## [Listed entries]
//! Cell-level cleanup operations.
//!
//! Each operation is a pure function returning a new frame; the engine
//! applies the toggled ones in a fixed order: trim, strip thousands
//! separators, drop empty rows, drop sparse columns, dedupe.

use std::collections::BTreeSet;

use polars::prelude::{BooleanChunked, DataFrame, NamedFrom, NewChunkedArray, Series};
use tracing::warn;

use crate::data_utils::{column_value_string, column_values};
use crate::error::Result;

/// Characters removed from numeric-looking cells by [`strip_thousands`].
pub const THOUSANDS_SEPARATORS: [char; 3] = [',', ' ', '\u{a0}'];

fn rebuild_cells(df: &DataFrame, transform: impl Fn(&str) -> String) -> Result<DataFrame> {
    let names: Vec<String> = df
        .get_column_names()
        .iter()
        .map(|name| name.to_string())
        .collect();
    let mut columns = Vec::with_capacity(names.len());
    for name in &names {
        let values: Vec<String> = column_values(df, name)
            .iter()
            .map(|value| transform(value))
            .collect();
        columns.push(Series::new(name.as_str().into(), values).into());
    }
    Ok(DataFrame::new(columns)?)
}

/// Strip leading and trailing whitespace from every cell.
pub fn trim_strings(df: &DataFrame) -> Result<DataFrame> {
    rebuild_cells(df, |value| value.trim().to_string())
}

fn looks_like_separated_number(value: &str) -> bool {
    let trimmed = value.trim();
    if trimmed.is_empty() {
        return false;
    }
    let mut has_digit = false;
    let mut has_separator = false;
    for ch in trimmed.chars() {
        if ch.is_ascii_digit() {
            has_digit = true;
        } else if THOUSANDS_SEPARATORS.contains(&ch) {
            has_separator = true;
        } else if !matches!(ch, '.' | '+' | '-') {
            return false;
        }
    }
    has_digit && has_separator
}

/// Remove thousands-separator characters from numeric-looking cells, so a
/// later type coercion sees "1234567" instead of "1,234,567".
pub fn strip_thousands(df: &DataFrame) -> Result<DataFrame> {
    rebuild_cells(df, |value| {
        if looks_like_separated_number(value) {
            value
                .trim()
                .chars()
                .filter(|ch| !THOUSANDS_SEPARATORS.contains(ch))
                .collect()
        } else {
            value.to_string()
        }
    })
}

/// Remove rows where every cell is empty. Returns the new frame and the
/// number of rows dropped.
pub fn drop_empty_rows(df: &DataFrame) -> Result<(DataFrame, usize)> {
    let names: Vec<String> = df
        .get_column_names()
        .iter()
        .map(|name| name.to_string())
        .collect();
    let height = df.height();
    let mut keep = Vec::with_capacity(height);
    for idx in 0..height {
        let non_empty = names
            .iter()
            .any(|name| !column_value_string(df, name, idx).trim().is_empty());
        keep.push(non_empty);
    }
    let dropped = keep.iter().filter(|flag| !**flag).count();
    if dropped == 0 {
        return Ok((df.clone(), 0));
    }
    let mask = BooleanChunked::from_slice("keep".into(), &keep);
    Ok((df.filter(&mask)?, dropped))
}

/// Remove columns whose non-null ratio falls below `threshold`. Returns
/// the new frame and the dropped column names.
pub fn drop_sparse_columns(df: &DataFrame, threshold: f64) -> Result<(DataFrame, Vec<String>)> {
    let names: Vec<String> = df
        .get_column_names()
        .iter()
        .map(|name| name.to_string())
        .collect();
    let height = df.height();
    let mut kept = Vec::new();
    let mut dropped = Vec::new();
    for name in &names {
        let non_empty = (0..height)
            .filter(|idx| !column_value_string(df, name, *idx).trim().is_empty())
            .count();
        let ratio = if height == 0 {
            0.0
        } else {
            non_empty as f64 / height as f64
        };
        if ratio >= threshold {
            kept.push(name.clone());
        } else {
            dropped.push(name.clone());
        }
    }
    if dropped.is_empty() {
        return Ok((df.clone(), dropped));
    }
    let mut columns = Vec::with_capacity(kept.len());
    for name in &kept {
        columns.push(df.column(name)?.clone());
    }
    Ok((DataFrame::new(columns)?, dropped))
}

/// Remove rows duplicating an earlier row on the key columns, keeping the
/// first occurrence. Rows with entirely empty keys are kept. Idempotent:
/// deduping an already-deduped frame changes nothing.
pub fn dedupe(df: &DataFrame, keys: &[String]) -> Result<(DataFrame, usize)> {
    let names: Vec<String> = df
        .get_column_names()
        .iter()
        .map(|name| name.to_string())
        .collect();
    let key_columns: Vec<String> = keys
        .iter()
        .filter_map(|key| {
            names
                .iter()
                .find(|name| name.eq_ignore_ascii_case(key))
                .cloned()
        })
        .collect();
    if key_columns.is_empty() {
        warn!("dedupe keys not found in columns, skipping dedupe");
        return Ok((df.clone(), 0));
    }

    let mut seen = BTreeSet::new();
    let height = df.height();
    let mut keep = Vec::with_capacity(height);
    for idx in 0..height {
        let mut composite = String::new();
        for (pos, name) in key_columns.iter().enumerate() {
            if pos > 0 {
                composite.push('|');
            }
            composite.push_str(column_value_string(df, name, idx).trim());
        }
        if composite.trim_matches('|').is_empty() {
            keep.push(true);
            continue;
        }
        keep.push(seen.insert(composite));
    }
    let dropped = keep.iter().filter(|flag| !**flag).count();
    if dropped == 0 {
        return Ok((df.clone(), 0));
    }
    let mask = BooleanChunked::from_slice("dedupe".into(), &keep);
    Ok((df.filter(&mask)?, dropped))
}
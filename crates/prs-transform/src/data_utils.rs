use polars::prelude::{AnyValue, DataFrame, NamedFrom, Series};

use crate::error::Result;

pub fn any_to_string(value: AnyValue) -> String {
    match value {
        AnyValue::String(value) => value.to_string(),
        AnyValue::StringOwned(value) => value.to_string(),
        AnyValue::Null => String::new(),
        _ => value.to_string(),
    }
}

pub fn any_to_string_for_output(value: AnyValue) -> String {
    match value {
        AnyValue::Null => String::new(),
        AnyValue::String(value) => value.to_string(),
        AnyValue::StringOwned(value) => value.to_string(),
        AnyValue::Float64(value) => format_numeric(value),
        AnyValue::Float32(value) => format_numeric(value as f64),
        AnyValue::Int64(value) => value.to_string(),
        AnyValue::Int32(value) => value.to_string(),
        AnyValue::Boolean(value) => {
            if value {
                "true".to_string()
            } else {
                "false".to_string()
            }
        }
        value => value.to_string(),
    }
}

pub fn format_numeric(value: f64) -> String {
    if value.fract() == 0.0 {
        format!("{}", value as i64)
    } else {
        value.to_string()
    }
}

pub fn parse_f64(value: &str) -> Option<f64> {
    if value.trim().is_empty() {
        return None;
    }
    value.trim().parse::<f64>().ok()
}

pub fn column_value_string(df: &DataFrame, name: &str, idx: usize) -> String {
    match df.column(name) {
        Ok(series) => any_to_string(series.get(idx).unwrap_or(AnyValue::Null)),
        Err(_) => String::new(),
    }
}

/// All cell values of a column rendered as strings.
pub fn column_values(df: &DataFrame, name: &str) -> Vec<String> {
    (0..df.height())
        .map(|idx| column_value_string(df, name, idx))
        .collect()
}

/// Fill empty cells of a string column, creating the column if absent.
pub fn fill_string_column(df: &mut DataFrame, name: &str, fill: &str) -> Result<()> {
    if fill.is_empty() {
        return Ok(());
    }
    let mut values = if df.column(name).is_ok() {
        column_values(df, name)
    } else {
        vec![String::new(); df.height()]
    };
    for value in &mut values {
        if value.trim().is_empty() {
            *value = fill.to_string();
        }
    }
    let series = Series::new(name.into(), values);
    df.with_column(series)?;
    Ok(())
}

#[cfg(test)]
mod tests {
    use super::*;

    #[test]
    fn numeric_formatting_drops_trailing_fraction() {
        assert_eq!(format_numeric(10.0), "10");
        assert_eq!(format_numeric(10.5), "10.5");
    }

    #[test]
    fn empty_strings_do_not_parse() {
        assert_eq!(parse_f64("  "), None);
        assert_eq!(parse_f64("12.5"), Some(12.5));
    }
}
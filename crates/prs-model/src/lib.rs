pub mod error;
pub mod mapping;
pub mod months;
pub mod outcome;
pub mod schema;
pub mod table;
pub mod template;

pub use error::ContractError;
pub use mapping::{ColumnEntry, ColumnMapping, MappingOrigin};
pub use months::{month_number, normalize_month};
pub use outcome::{OutcomeRecord, OutcomeState, Violation, ViolationKind};
pub use schema::{CanonicalField, FieldType, SchemaContract};
pub use table::RawTable;
pub use template::{ReshapeConfig, Template};

#[cfg(test)]
mod tests {
    use super::*;

    #[test]
    fn contract_rejects_duplicate_fields() {
        let fields = vec![
            CanonicalField::new("provider_id", FieldType::Text),
            CanonicalField::new("provider_id", FieldType::Text),
        ];
        assert!(SchemaContract::new(fields).is_err());
    }

    #[test]
    fn outcome_record_serializes() {
        let record = OutcomeRecord::quarantined(
            "acme_march.csv",
            vec![Violation {
                kind: ViolationKind::MissingRequiredField,
                field: "provider_id".to_string(),
                row: None,
                message: "required column provider_id not found".to_string(),
            }],
        );
        let json = serde_json::to_string(&record).expect("serialize record");
        let round: OutcomeRecord = serde_json::from_str(&json).expect("deserialize record");
        assert_eq!(round.state, OutcomeState::Quarantined);
        assert_eq!(round.violations.len(), 1);
    }
}
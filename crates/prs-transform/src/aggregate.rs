//! Multi-key grouping and aggregation.

use std::collections::BTreeMap;

use polars::prelude::{DataFrame, NamedFrom, Series};
use tracing::warn;

use crate::data_utils::{column_value_string, format_numeric, parse_f64};
use crate::error::Result;

fn resolve_keys(df: &DataFrame, group_keys: &[String]) -> Vec<String> {
    let names: Vec<String> = df
        .get_column_names()
        .iter()
        .map(|name| name.to_string())
        .collect();
    group_keys
        .iter()
        .filter_map(|key| {
            names
                .iter()
                .find(|name| name.eq_ignore_ascii_case(key))
                .cloned()
        })
        .collect()
}

fn is_numeric_column(df: &DataFrame, name: &str) -> bool {
    let mut any_value = false;
    for idx in 0..df.height() {
        let value = column_value_string(df, name, idx);
        let trimmed = value.trim();
        if trimmed.is_empty() {
            continue;
        }
        if parse_f64(trimmed).is_none() {
            return false;
        }
        any_value = true;
    }
    any_value
}

/// Merge rows sharing identical group-key values.
///
/// Numeric columns are summed; other columns take the first non-empty
/// value in input row order. Groups come out in first-occurrence order, so
/// the result is deterministic for a stable input order. Keys missing from
/// the frame skip aggregation entirely.
pub fn aggregate(df: &DataFrame, group_keys: &[String]) -> Result<DataFrame> {
    let keys = resolve_keys(df, group_keys);
    if keys.is_empty() {
        warn!("aggregation keys not found in columns, skipping aggregation");
        return Ok(df.clone());
    }

    let names: Vec<String> = df
        .get_column_names()
        .iter()
        .map(|name| name.to_string())
        .collect();
    let value_columns: Vec<String> = names
        .iter()
        .filter(|name| !keys.iter().any(|key| key.eq_ignore_ascii_case(name)))
        .cloned()
        .collect();
    let numeric: Vec<bool> = value_columns
        .iter()
        .map(|name| is_numeric_column(df, name))
        .collect();

    struct Group {
        key_values: Vec<String>,
        sums: Vec<Option<f64>>,
        firsts: Vec<String>,
    }

    let mut order: Vec<String> = Vec::new();
    let mut groups: BTreeMap<String, Group> = BTreeMap::new();

    for row in 0..df.height() {
        let key_values: Vec<String> = keys
            .iter()
            .map(|key| column_value_string(df, key, row))
            .collect();
        let composite = key_values.join("|");
        let group = groups.entry(composite.clone()).or_insert_with(|| {
            order.push(composite.clone());
            Group {
                key_values,
                sums: vec![None; value_columns.len()],
                firsts: vec![String::new(); value_columns.len()],
            }
        });
        for (pos, name) in value_columns.iter().enumerate() {
            let value = column_value_string(df, name, row);
            let trimmed = value.trim();
            if trimmed.is_empty() {
                continue;
            }
            if numeric[pos] {
                if let Some(parsed) = parse_f64(trimmed) {
                    group.sums[pos] = Some(group.sums[pos].unwrap_or(0.0) + parsed);
                }
            } else if group.firsts[pos].is_empty() {
                group.firsts[pos] = trimmed.to_string();
            }
        }
    }

    let mut columns = Vec::with_capacity(keys.len() + value_columns.len());
    for (pos, key) in keys.iter().enumerate() {
        let values: Vec<String> = order
            .iter()
            .map(|composite| groups[composite].key_values[pos].clone())
            .collect();
        columns.push(Series::new(key.as_str().into(), values).into());
    }
    for (pos, name) in value_columns.iter().enumerate() {
        let values: Vec<String> = order
            .iter()
            .map(|composite| {
                let group = &groups[composite];
                if numeric[pos] {
                    group.sums[pos].map(format_numeric).unwrap_or_default()
                } else {
                    group.firsts[pos].clone()
                }
            })
            .collect();
        columns.push(Series::new(name.as_str().into(), values).into());
    }
    Ok(DataFrame::new(columns)?)
}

## [Problem description]
From the listing above, copy every line where the string "seen" is found.

## [Task output]
    let mut seen = BTreeSet::new();
        keep.push(seen.insert(composite));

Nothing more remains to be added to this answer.